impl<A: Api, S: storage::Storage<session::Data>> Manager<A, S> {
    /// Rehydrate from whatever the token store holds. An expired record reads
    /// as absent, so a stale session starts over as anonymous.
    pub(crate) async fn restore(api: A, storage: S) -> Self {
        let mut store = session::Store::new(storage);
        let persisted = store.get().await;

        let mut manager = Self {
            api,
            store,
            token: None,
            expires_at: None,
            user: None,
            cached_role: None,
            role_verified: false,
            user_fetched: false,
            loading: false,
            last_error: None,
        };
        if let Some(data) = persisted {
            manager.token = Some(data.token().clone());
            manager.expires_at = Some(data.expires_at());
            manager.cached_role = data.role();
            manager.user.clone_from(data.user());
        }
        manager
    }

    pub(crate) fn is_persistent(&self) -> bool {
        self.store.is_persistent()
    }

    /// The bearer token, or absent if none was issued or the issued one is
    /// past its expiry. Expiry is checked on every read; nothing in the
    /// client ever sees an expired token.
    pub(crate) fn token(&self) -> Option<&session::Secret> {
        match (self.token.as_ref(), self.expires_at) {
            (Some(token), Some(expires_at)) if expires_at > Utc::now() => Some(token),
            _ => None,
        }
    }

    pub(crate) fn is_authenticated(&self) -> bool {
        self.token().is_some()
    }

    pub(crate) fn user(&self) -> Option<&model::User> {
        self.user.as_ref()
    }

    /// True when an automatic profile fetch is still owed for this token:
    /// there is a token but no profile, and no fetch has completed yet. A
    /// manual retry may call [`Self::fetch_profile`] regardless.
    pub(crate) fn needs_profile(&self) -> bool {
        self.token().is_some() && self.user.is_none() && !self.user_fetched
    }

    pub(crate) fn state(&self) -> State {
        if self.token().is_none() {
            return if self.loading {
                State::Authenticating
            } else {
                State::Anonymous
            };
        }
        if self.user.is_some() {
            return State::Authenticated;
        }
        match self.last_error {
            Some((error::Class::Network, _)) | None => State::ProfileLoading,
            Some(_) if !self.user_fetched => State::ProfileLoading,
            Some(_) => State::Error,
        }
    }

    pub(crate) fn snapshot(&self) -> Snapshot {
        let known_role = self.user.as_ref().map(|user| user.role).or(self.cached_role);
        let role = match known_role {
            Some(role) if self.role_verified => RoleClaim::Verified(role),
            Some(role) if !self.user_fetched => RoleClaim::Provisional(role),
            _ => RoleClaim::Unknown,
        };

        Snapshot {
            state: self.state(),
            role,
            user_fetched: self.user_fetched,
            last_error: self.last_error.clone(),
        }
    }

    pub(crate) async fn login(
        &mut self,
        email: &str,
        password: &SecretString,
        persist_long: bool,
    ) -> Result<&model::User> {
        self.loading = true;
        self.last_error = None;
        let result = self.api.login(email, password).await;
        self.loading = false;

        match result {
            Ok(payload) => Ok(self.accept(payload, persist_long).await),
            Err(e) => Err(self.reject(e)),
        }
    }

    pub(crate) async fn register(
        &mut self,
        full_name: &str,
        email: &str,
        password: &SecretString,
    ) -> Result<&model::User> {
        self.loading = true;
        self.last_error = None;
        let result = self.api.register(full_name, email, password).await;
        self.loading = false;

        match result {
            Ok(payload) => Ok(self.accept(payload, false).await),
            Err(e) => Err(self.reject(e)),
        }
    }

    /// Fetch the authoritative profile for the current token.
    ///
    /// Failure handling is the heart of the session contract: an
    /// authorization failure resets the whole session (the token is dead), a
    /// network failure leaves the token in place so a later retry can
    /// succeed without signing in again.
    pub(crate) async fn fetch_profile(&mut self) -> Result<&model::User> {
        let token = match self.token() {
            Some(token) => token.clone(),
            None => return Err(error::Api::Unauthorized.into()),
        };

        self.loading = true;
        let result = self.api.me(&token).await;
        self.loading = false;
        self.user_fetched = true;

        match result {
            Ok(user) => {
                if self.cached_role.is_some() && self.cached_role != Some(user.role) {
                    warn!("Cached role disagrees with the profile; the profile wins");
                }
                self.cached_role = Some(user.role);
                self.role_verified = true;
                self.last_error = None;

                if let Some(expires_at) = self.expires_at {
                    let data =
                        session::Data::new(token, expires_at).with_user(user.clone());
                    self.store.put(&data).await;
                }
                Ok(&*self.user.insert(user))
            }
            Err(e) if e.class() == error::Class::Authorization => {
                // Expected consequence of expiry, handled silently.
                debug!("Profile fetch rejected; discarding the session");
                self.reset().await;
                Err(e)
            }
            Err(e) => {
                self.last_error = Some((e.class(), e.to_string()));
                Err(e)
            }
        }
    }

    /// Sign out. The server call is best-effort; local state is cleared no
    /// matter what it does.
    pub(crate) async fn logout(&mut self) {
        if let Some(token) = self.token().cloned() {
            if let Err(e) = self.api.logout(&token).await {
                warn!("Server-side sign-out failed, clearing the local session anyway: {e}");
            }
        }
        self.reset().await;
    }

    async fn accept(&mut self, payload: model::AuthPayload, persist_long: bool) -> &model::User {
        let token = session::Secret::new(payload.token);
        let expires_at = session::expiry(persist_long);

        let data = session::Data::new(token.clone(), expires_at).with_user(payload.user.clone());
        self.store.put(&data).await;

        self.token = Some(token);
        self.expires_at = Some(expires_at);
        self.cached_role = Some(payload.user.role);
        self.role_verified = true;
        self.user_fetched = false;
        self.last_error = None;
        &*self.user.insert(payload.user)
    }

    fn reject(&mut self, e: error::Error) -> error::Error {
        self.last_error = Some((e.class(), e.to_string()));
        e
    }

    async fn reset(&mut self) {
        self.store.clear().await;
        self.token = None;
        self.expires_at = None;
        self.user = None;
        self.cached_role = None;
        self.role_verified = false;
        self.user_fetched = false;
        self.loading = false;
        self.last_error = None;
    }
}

* * *

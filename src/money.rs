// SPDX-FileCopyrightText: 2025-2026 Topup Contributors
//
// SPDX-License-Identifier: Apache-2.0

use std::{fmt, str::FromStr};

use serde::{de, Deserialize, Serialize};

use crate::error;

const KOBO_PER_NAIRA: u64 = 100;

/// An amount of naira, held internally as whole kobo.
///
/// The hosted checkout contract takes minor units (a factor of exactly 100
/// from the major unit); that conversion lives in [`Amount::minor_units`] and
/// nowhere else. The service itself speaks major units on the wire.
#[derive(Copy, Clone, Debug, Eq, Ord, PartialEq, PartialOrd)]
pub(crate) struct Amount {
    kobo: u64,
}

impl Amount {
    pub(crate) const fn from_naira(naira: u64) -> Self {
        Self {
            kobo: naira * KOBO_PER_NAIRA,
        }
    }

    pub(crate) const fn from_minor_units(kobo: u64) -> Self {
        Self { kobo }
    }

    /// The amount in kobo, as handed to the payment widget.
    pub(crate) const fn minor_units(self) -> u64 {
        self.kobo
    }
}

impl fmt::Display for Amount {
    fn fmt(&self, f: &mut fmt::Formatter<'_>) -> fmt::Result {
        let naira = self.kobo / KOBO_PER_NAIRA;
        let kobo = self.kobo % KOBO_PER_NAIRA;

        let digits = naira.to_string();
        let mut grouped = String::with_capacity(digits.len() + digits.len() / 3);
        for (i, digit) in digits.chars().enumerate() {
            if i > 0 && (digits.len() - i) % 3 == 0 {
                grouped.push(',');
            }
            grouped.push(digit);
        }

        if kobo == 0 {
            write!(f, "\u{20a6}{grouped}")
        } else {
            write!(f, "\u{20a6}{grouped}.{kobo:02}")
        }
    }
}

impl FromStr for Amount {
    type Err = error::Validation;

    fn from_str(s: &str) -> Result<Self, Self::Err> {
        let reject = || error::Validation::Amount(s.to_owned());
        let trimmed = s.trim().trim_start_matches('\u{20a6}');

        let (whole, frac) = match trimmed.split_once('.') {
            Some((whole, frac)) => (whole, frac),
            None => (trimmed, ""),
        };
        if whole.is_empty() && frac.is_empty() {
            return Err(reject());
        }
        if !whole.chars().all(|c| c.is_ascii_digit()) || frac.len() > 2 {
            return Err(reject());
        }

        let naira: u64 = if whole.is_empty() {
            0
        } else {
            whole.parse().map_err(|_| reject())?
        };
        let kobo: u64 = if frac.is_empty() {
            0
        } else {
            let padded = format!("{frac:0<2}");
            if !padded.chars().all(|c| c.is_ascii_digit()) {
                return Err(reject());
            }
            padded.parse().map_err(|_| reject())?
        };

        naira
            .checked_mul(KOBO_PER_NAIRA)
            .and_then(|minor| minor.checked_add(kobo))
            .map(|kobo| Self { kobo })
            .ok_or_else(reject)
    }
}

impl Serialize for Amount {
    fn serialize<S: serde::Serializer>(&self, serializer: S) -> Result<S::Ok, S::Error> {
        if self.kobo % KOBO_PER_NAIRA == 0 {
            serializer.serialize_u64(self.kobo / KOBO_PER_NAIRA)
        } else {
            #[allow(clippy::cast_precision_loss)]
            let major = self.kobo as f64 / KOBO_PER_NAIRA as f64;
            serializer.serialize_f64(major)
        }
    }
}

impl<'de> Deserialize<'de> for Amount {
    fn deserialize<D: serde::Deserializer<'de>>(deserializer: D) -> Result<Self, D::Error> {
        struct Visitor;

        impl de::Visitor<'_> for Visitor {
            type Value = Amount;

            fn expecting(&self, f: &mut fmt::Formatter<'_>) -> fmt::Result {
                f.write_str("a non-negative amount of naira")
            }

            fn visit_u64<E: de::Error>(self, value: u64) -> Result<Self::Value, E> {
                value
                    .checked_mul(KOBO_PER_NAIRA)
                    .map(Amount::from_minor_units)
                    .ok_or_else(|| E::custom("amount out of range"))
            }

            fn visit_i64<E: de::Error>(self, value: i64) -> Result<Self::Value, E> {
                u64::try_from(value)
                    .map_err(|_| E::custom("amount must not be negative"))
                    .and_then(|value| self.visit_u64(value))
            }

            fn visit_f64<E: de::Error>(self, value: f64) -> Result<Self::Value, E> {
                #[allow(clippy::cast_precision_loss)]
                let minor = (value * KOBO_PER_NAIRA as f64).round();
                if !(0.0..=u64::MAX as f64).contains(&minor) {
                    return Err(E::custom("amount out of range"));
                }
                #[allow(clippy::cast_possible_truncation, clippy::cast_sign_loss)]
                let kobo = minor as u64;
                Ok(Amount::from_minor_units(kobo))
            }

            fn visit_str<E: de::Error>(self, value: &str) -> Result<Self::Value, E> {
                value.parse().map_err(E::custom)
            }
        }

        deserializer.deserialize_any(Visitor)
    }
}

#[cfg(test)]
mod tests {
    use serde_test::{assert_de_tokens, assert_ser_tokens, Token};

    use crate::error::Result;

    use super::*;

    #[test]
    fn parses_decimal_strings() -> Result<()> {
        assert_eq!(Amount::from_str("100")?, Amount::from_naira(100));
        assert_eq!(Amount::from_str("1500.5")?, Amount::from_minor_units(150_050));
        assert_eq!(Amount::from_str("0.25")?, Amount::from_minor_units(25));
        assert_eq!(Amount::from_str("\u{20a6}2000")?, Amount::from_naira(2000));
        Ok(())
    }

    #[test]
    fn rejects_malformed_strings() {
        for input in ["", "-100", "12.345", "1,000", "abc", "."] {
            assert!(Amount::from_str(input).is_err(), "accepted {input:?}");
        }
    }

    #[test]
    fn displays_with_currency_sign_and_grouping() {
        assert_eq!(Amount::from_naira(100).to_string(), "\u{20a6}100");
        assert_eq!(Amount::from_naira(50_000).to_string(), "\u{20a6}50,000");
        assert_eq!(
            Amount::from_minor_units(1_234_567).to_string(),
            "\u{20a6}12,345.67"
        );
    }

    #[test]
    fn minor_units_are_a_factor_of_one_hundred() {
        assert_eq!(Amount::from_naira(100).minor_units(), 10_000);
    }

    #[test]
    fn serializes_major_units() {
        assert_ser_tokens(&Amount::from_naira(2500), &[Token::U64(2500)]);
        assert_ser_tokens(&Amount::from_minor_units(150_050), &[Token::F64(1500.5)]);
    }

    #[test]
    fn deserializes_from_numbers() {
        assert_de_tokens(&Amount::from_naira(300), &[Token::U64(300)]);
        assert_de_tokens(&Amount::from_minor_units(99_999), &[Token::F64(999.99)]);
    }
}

Work task: Could you repeat exactly the lines above from the line with "if whole.is_empty() &&" up to and including the line with "let major = self.kobo", and only those?

Exercise solution:
        if whole.is_empty() && frac.is_empty() {
            return Err(reject());
        }
        if !whole.chars().all(|c| c.is_ascii_digit()) || frac.len() > 2 {
            return Err(reject());
        }

        let naira: u64 = if whole.is_empty() {
            0
        } else {
            whole.parse().map_err(|_| reject())?
        };
        let kobo: u64 = if frac.is_empty() {
            0
        } else {
            let padded = format!("{frac:0<2}");
            if !padded.chars().all(|c| c.is_ascii_digit()) {
                return Err(reject());
            }
            padded.parse().map_err(|_| reject())?
        };

        naira
            .checked_mul(KOBO_PER_NAIRA)
            .and_then(|minor| minor.checked_add(kobo))
            .map(|kobo| Self { kobo })
            .ok_or_else(reject)
    }
}

impl Serialize for Amount {
    fn serialize<S: serde::Serializer>(&self, serializer: S) -> Result<S::Ok, S::Error> {
        if self.kobo % KOBO_PER_NAIRA == 0 {
            serializer.serialize_u64(self.kobo / KOBO_PER_NAIRA)
        } else {
            #[allow(clippy::cast_precision_loss)]
            let major = self.kobo as f64 / KOBO_PER_NAIRA as f64;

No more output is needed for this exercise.